» **Aim of the exercise**
Copy the entries exactly, through the "for run events" line.

Collected data entries
_ _ _ _ _

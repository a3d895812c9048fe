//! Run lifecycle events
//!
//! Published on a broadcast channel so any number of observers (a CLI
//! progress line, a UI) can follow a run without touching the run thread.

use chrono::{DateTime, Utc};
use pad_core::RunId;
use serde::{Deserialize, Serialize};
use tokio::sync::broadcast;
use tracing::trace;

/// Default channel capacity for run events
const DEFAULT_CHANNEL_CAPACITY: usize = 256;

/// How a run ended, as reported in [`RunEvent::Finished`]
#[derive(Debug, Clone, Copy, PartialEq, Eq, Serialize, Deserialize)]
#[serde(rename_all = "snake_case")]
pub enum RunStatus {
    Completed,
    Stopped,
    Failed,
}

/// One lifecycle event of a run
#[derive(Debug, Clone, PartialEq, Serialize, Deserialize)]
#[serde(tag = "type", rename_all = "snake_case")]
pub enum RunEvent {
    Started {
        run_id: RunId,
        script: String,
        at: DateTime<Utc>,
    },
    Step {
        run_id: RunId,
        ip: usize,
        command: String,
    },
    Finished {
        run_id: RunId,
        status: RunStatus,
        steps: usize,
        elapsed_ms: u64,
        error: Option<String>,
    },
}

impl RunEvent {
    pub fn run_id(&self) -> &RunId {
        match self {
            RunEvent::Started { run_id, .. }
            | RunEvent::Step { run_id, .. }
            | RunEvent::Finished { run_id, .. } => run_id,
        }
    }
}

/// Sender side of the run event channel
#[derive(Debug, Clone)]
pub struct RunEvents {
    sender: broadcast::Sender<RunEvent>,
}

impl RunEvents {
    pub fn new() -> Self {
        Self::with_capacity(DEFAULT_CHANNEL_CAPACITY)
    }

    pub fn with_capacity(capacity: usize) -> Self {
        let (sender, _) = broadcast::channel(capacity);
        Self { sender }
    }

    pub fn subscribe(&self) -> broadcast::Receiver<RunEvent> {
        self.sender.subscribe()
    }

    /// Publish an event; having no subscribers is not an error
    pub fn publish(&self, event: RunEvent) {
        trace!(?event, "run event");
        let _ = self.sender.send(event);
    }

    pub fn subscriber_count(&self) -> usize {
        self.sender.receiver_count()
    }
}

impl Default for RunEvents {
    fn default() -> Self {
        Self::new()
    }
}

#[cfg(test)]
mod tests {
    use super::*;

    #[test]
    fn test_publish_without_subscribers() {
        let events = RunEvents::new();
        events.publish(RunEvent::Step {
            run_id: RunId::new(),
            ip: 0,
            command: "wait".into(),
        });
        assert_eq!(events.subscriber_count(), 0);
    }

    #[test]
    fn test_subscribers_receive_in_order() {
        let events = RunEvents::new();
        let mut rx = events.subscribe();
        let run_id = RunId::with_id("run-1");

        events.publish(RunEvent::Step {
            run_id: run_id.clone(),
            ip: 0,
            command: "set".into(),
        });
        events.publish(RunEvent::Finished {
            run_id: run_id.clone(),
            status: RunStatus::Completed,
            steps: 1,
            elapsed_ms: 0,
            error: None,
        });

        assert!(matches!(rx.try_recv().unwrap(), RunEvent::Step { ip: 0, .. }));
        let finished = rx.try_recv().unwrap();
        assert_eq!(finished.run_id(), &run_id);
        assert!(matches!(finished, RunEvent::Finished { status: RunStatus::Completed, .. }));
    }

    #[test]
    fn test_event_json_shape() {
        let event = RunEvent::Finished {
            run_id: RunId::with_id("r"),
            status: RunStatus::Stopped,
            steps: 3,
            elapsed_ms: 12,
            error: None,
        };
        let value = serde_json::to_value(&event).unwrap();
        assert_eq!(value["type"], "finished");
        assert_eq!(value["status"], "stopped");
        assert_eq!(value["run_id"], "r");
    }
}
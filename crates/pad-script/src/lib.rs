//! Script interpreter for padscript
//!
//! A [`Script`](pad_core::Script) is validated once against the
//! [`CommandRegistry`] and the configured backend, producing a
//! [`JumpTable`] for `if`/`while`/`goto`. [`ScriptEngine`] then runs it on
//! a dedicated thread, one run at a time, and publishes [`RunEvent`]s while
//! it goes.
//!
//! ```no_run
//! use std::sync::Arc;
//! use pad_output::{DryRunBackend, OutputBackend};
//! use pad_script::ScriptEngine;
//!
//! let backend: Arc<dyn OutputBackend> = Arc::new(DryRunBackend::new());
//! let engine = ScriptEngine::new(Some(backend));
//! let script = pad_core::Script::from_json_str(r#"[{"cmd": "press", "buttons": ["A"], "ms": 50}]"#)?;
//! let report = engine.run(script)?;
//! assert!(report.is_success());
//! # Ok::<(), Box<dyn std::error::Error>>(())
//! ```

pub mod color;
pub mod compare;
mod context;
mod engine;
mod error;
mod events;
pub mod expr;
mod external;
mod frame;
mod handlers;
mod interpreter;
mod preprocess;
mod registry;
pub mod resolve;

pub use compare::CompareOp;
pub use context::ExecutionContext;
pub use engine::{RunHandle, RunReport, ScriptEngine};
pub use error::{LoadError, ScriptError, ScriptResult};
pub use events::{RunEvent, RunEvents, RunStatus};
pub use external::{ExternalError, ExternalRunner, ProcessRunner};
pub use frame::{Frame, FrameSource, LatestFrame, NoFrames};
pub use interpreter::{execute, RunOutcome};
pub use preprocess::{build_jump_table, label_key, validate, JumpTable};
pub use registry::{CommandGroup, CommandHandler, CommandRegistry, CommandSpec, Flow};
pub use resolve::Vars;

_ _ _ _ _

» **Output for this task**
repository a3d895812c9048fe
//! Run lifecycle events
//!
//! Published on a broadcast channel so any number of observers (a CLI
//! progress line, a UI) can follow a run without touching the run thread.

use chrono::{DateTime, Utc};
use pad_core::RunId;
use serde::{Deserialize, Serialize};
use tokio::sync::broadcast;
use tracing::trace;

/// Default channel capacity for run events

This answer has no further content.